Hi everyone, I will be at least 22 weeks along when we get married in Las vegas in September (exact date tbc in August) any help finding maternity wedding dress or nice alternative to traditional wedding dress would be much apppreciated. I'm lost and ideally would like to try it on in a store before purchasing. I know Debenhams and BHS are doing normal wedding dresses but an you go instore or is it just online?

Thanks in advance x


----------



## Mummy May

I think they should have some instore, also Monsoon, TKMaxx and you could also have a look for a maxi dress? Xx


----------



## xemmax

I'd try Monsoon, they have a sale on at the moment too! To be honest at 22 weeks I had a really tiny bump, I think I was still wearing normal clothes and keeping my jeans unbuttoned.. so it might be worth trying on non maternity too!


----------



## Felix26

Tiffanyrose.co.uk have gorgeous bridal gowns, its onlone only but u can return. Congratulations xx


----------



## Perfect_pink

I was gonna be 33 weeks when we got married and bought a dress from monsoon it was stunning,i had my son before we got married in the end so didnt wear it n got a proper dress, monsoon had a huge range too


----------



## PrincessLeah

Hi, I was 25 weeks pregnant when I got married and had my Berketex dress altered to fit, my bump wasn't very big either. PM if you are interested in discussing buying it? Thanks.


----------



## LynseyPynsey

You might get away with a non maternity dress hun, I didn't get a bump til I was 30+ weeks!

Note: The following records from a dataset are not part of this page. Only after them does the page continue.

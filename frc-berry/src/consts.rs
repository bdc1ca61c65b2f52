//! 通用常量.

/// 分辨率判据曲线的系数.
///
/// one-bit 与 half-bit 判据均形如 `(a + b / √n) / (c + d / √n)`, 其中 `n` 为环内样本数.
pub mod criterion {
    /// one-bit 判据分子常数项.
    pub const ONE_BIT_A: f64 = 0.5;

    /// one-bit 判据分子 `1/√n` 项系数.
    pub const ONE_BIT_B: f64 = 2.4142;

    /// one-bit 判据分母常数项.
    pub const ONE_BIT_C: f64 = 1.5;

    /// one-bit 判据分母 `1/√n` 项系数.
    pub const ONE_BIT_D: f64 = 1.4142;

    /// half-bit 判据分子常数项.
    pub const HALF_BIT_A: f64 = 0.2071;

    /// half-bit 判据分子 `1/√n` 项系数.
    pub const HALF_BIT_B: f64 = 1.9102;

    /// half-bit 判据分母常数项.
    pub const HALF_BIT_C: f64 = 1.2071;

    /// half-bit 判据分母 `1/√n` 项系数.
    pub const HALF_BIT_D: f64 = 0.9102;

    /// half-height 判据的常数阈值.
    pub const HALF_HEIGHT: f64 = 0.5;
}

/// 默认环宽 (频率格点单位).
pub const DEFAULT_RING_WIDTH: f64 = 5.0;

/// 允许的最小环宽. 频率格点间距为 1, 更窄的环只会产生大量空环.
pub const MIN_RING_WIDTH: f64 = 1e-3;

/// 默认拟合多项式次数.
pub const DEFAULT_POLY_DEGREE: u32 = 20;

/// 允许的最大拟合多项式次数.
pub const MAX_POLY_DEGREE: u32 = 40;

/// 默认的交点残差容限: 拟合曲线与判据曲线在根处之差的绝对值必须小于该值.
pub const DEFAULT_RESIDUAL_TOLERANCE: f64 = 1e-1;

/// 局部求根的最大迭代次数.
pub const ROOT_MAX_ITER: usize = 200;

/// 局部求根的相对步长收敛容限.
pub const ROOT_XTOL: f64 = 1.49012e-8;

/// 局部求根中单步最多回退 (步长减半) 的次数.
pub const ROOT_MAX_BACKTRACK: usize = 60;

/// 二分法的绝对容限.
pub const BISECT_XTOL: f64 = 2e-12;

/// 二分法的最大迭代次数.
pub const BISECT_MAX_ITER: usize = 100;
//! FRC 分析配置.

use crate::consts::{
    DEFAULT_POLY_DEGREE, DEFAULT_RESIDUAL_TOLERANCE, DEFAULT_RING_WIDTH, MAX_POLY_DEGREE,
    MIN_RING_WIDTH,
};
use crate::criterion::Criterion;
use crate::{FrcError, FrcResult};

/// FRC 分析配置.
///
/// 该配置是只读的. 所有 `with_*` 方法都消费自身并返回新的实例, 数值参数会立即校验.
/// 经反序列化得到的配置需要再调用一次 [`FrcConfig::validate`].
#[derive(Clone, Debug, PartialEq)]
#[cfg_attr(feature = "serde", derive(serde::Serialize, serde::Deserialize))]
pub struct FrcConfig {
    ring_width: f64,
    degree: u32,
    resol_square: bool,
    hanning: bool,
    criteria: Vec<Criterion>,
    residual_tolerance: f64,
    pixel_size: Option<f64>,
}

impl Default for FrcConfig {
    fn default() -> Self {
        Self {
            ring_width: DEFAULT_RING_WIDTH,
            degree: DEFAULT_POLY_DEGREE,
            resol_square: false,
            hanning: false,
            criteria: Criterion::ALL.to_vec(),
            residual_tolerance: DEFAULT_RESIDUAL_TOLERANCE,
            pixel_size: None,
        }
    }
}

impl FrcConfig {
    /// 以环宽 `ring_width` 和拟合次数 `degree` 构建配置, 其余参数取默认值.
    ///
    /// `ring_width` 必须是不小于 [`MIN_RING_WIDTH`] 的有限数, `degree` 必须在 `1..=MAX_POLY_DEGREE` 内, 否则返回 `Err`.
    pub fn new(ring_width: f64, degree: u32) -> FrcResult<Self> {
        let config = Self {
            ring_width,
            degree,
            ..Self::default()
        };
        config.validate()?;
        Ok(config)
    }

    /// 校验全部参数.
    pub fn validate(&self) -> FrcResult<()> {
        if !(self.ring_width.is_finite() && self.ring_width >= MIN_RING_WIDTH) {
            return Err(invalid(format!(
                "ring width must be finite and at least {MIN_RING_WIDTH}, got {}",
                self.ring_width
            )));
        }
        if !(1..=MAX_POLY_DEGREE).contains(&self.degree) {
            return Err(invalid(format!(
                "polynomial degree must be within 1..={MAX_POLY_DEGREE}, got {}",
                self.degree
            )));
        }
        if self.criteria.is_empty() {
            return Err(invalid("at least one criterion is required".to_string()));
        }
        if !(self.residual_tolerance.is_finite() && self.residual_tolerance > 0.0) {
            return Err(invalid(format!(
                "residual tolerance must be positive, got {}",
                self.residual_tolerance
            )));
        }
        if let Some(p) = self.pixel_size {
            if !(p.is_finite() && p > 0.0) {
                return Err(invalid(format!("pixel size must be positive, got {p}")));
            }
        }
        Ok(())
    }

    /// 是否只在分辨率圆的内接正方形中分析.
    #[inline]
    pub fn with_resol_square(mut self, on: bool) -> Self {
        self.resol_square = on;
        self
    }

    /// 是否在变换前乘以可分离 Hann 窗.
    #[inline]
    pub fn with_hanning(mut self, on: bool) -> Self {
        self.hanning = on;
        self
    }

    /// 指定要计算的判据. 重复项会被去除, 顺序保持不变.
    pub fn with_criteria<I: IntoIterator<Item = Criterion>>(mut self, it: I) -> FrcResult<Self> {
        let mut criteria: Vec<Criterion> = Vec::with_capacity(3);
        for c in it {
            if !criteria.contains(&c) {
                criteria.push(c);
            }
        }
        self.criteria = criteria;
        self.validate()?;
        Ok(self)
    }

    /// 指定交点残差容限.
    pub fn with_residual_tolerance(mut self, tol: f64) -> FrcResult<Self> {
        self.residual_tolerance = tol;
        self.validate()?;
        Ok(self)
    }

    /// 指定物理像素尺寸, 以便把像素分辨率换算为物理单位.
    pub fn with_pixel_size(mut self, pixel_size: f64) -> FrcResult<Self> {
        self.pixel_size = Some(pixel_size);
        self.validate()?;
        Ok(self)
    }

    /// 环宽.
    #[inline]
    pub fn ring_width(&self) -> f64 {
        self.ring_width
    }

    /// 拟合多项式次数.
    #[inline]
    pub fn degree(&self) -> u32 {
        self.degree
    }

    /// 是否裁剪到分辨率正方形.
    #[inline]
    pub fn resol_square(&self) -> bool {
        self.resol_square
    }

    /// 是否加 Hann 窗.
    #[inline]
    pub fn hanning(&self) -> bool {
        self.hanning
    }

    /// 需要计算的判据.
    #[inline]
    pub fn criteria(&self) -> &[Criterion] {
        &self.criteria
    }

    /// 交点残差容限.
    #[inline]
    pub fn residual_tolerance(&self) -> f64 {
        self.residual_tolerance
    }

    /// 物理像素尺寸.
    #[inline]
    pub fn pixel_size(&self) -> Option<f64> {
        self.pixel_size
    }
}

#[inline]
fn invalid(msg: String) -> FrcError {
    FrcError::InvalidConfiguration(msg)
}

#[cfg(test)]
mod tests {
    use super::*;

    fn is_valid_init(ring_width: f64, degree: u32) -> bool {
        FrcConfig::new(ring_width, degree).is_ok()
    }

    #[test]
    fn test_config_invalid_input() {
        assert!(!is_valid_init(0.0, 20));
        assert!(!is_valid_init(-1.0, 20));
        assert!(!is_valid_init(f64::NAN, 20));
        assert!(!is_valid_init(f64::INFINITY, 20));
        assert!(!is_valid_init(1e-9, 20));
        assert!(!is_valid_init(MIN_RING_WIDTH / 2.0, 20));
        assert!(!is_valid_init(5.0, 0));
        assert!(!is_valid_init(5.0, MAX_POLY_DEGREE + 1));

        assert!(is_valid_init(0.5, 1));
        assert!(is_valid_init(MIN_RING_WIDTH, 20));
        assert!(is_valid_init(5.0, MAX_POLY_DEGREE));
    }

    #[test]
    fn test_config_defaults() {
        let c = FrcConfig::default();
        assert_eq!(c.ring_width(), 5.0);
        assert_eq!(c.degree(), 20);
        assert!(!c.resol_square());
        assert!(!c.hanning());
        assert_eq!(c.criteria(), &Criterion::ALL);
        assert_eq!(c.pixel_size(), None);
        assert!(c.validate().is_ok());
    }

    #[test]
    fn test_config_setters() {
        let c = FrcConfig::new(2.0, 8)
            .unwrap()
            .with_hanning(true)
            .with_criteria([Criterion::HalfBit, Criterion::HalfBit, Criterion::OneBit])
            .unwrap()
            .with_pixel_size(0.65)
            .unwrap();
        assert!(c.hanning());
        assert_eq!(c.criteria(), &[Criterion::HalfBit, Criterion::OneBit]);
        assert_eq!(c.pixel_size(), Some(0.65));

        assert!(FrcConfig::default().with_criteria(std::iter::empty()).is_err());
        assert!(FrcConfig::default().with_pixel_size(0.0).is_err());
        assert!(FrcConfig::default().with_residual_tolerance(-1.0).is_err());
    }
}
//! 运行时错误.

use crate::criterion::Criterion;
use crate::Idx2d;

/// FRC 分析的运行时错误.
///
/// 零功率环 (degenerate ring) 不属于错误: 它只会在曲线中记为 NaN 并被排除在拟合之外,
/// 见 [`crate::correlate::CorrelationCurve::degenerate_rings`].
#[derive(thiserror::Error, Debug, Clone, PartialEq)]
pub enum FrcError {
    /// 两幅图像 (或两个频谱) 形状不一致.
    #[error("shape mismatch: {left:?} vs {right:?}")]
    ShapeMismatch {
        /// 第一幅图像的 `(h, w)`.
        left: Idx2d,
        /// 第二幅图像的 `(h, w)`.
        right: Idx2d,
    },

    /// 给定图像边长和环宽时一个环都分不出来.
    #[error("no ring fits below the Nyquist radius (side {side}, ring width {ring_width})")]
    EmptyCurve {
        /// 预处理后的图像边长.
        side: usize,
        /// 环宽.
        ring_width: f64,
    },

    /// 有效样本不足以拟合给定次数的多项式.
    ///
    /// 第一个参数代表目前已有的有效样本数, 第二个参数代表拟合需要的最少样本数.
    #[error("under-determined fit: {samples} valid samples, {required} required")]
    UnderdeterminedFit {
        /// 有效 (非 NaN) 样本数.
        samples: usize,
        /// 最少样本数, 即 `degree + 1`.
        required: usize,
    },

    /// 最小二乘求解失败.
    #[error("least-squares fit failed: {0}")]
    FitFailed(&'static str),

    /// 在整个采样区间内都找不到可接受的交点.
    ///
    /// `sampled_up_to` 是最高采样空间频率; 两条曲线在该频率之前都没有相交.
    #[error("no {criterion} crossing found up to spatial frequency {sampled_up_to:.4}")]
    NoCrossingFound {
        /// 产生该结果的判据.
        criterion: Criterion,
        /// 最高采样空间频率.
        sampled_up_to: f64,
    },

    /// 配置非法. 在处理任何图像之前报告.
    #[error("invalid configuration: {0}")]
    InvalidConfiguration(String),
}

impl FrcError {
    /// 是否为 "未解析" 结果 (即 [`FrcError::NoCrossingFound`]).
    #[inline]
    pub fn is_unresolved(&self) -> bool {
        matches!(self, Self::NoCrossingFound { .. })
    }
}

/// FRC 计算运行时结果.
pub type FrcResult<T> = Result<T, FrcError>;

Wore my regular jeans til 32 weeks


----------



## hshucksmith

I am getting married on Saturday and thought I might need a maternity dress at 17+5 weeks. I bought a regular a size too big thinking I might be able to get away with it, and have actually had to have it bought in by 4 sizes! You might get away with not needing a maternity dress at all.


----------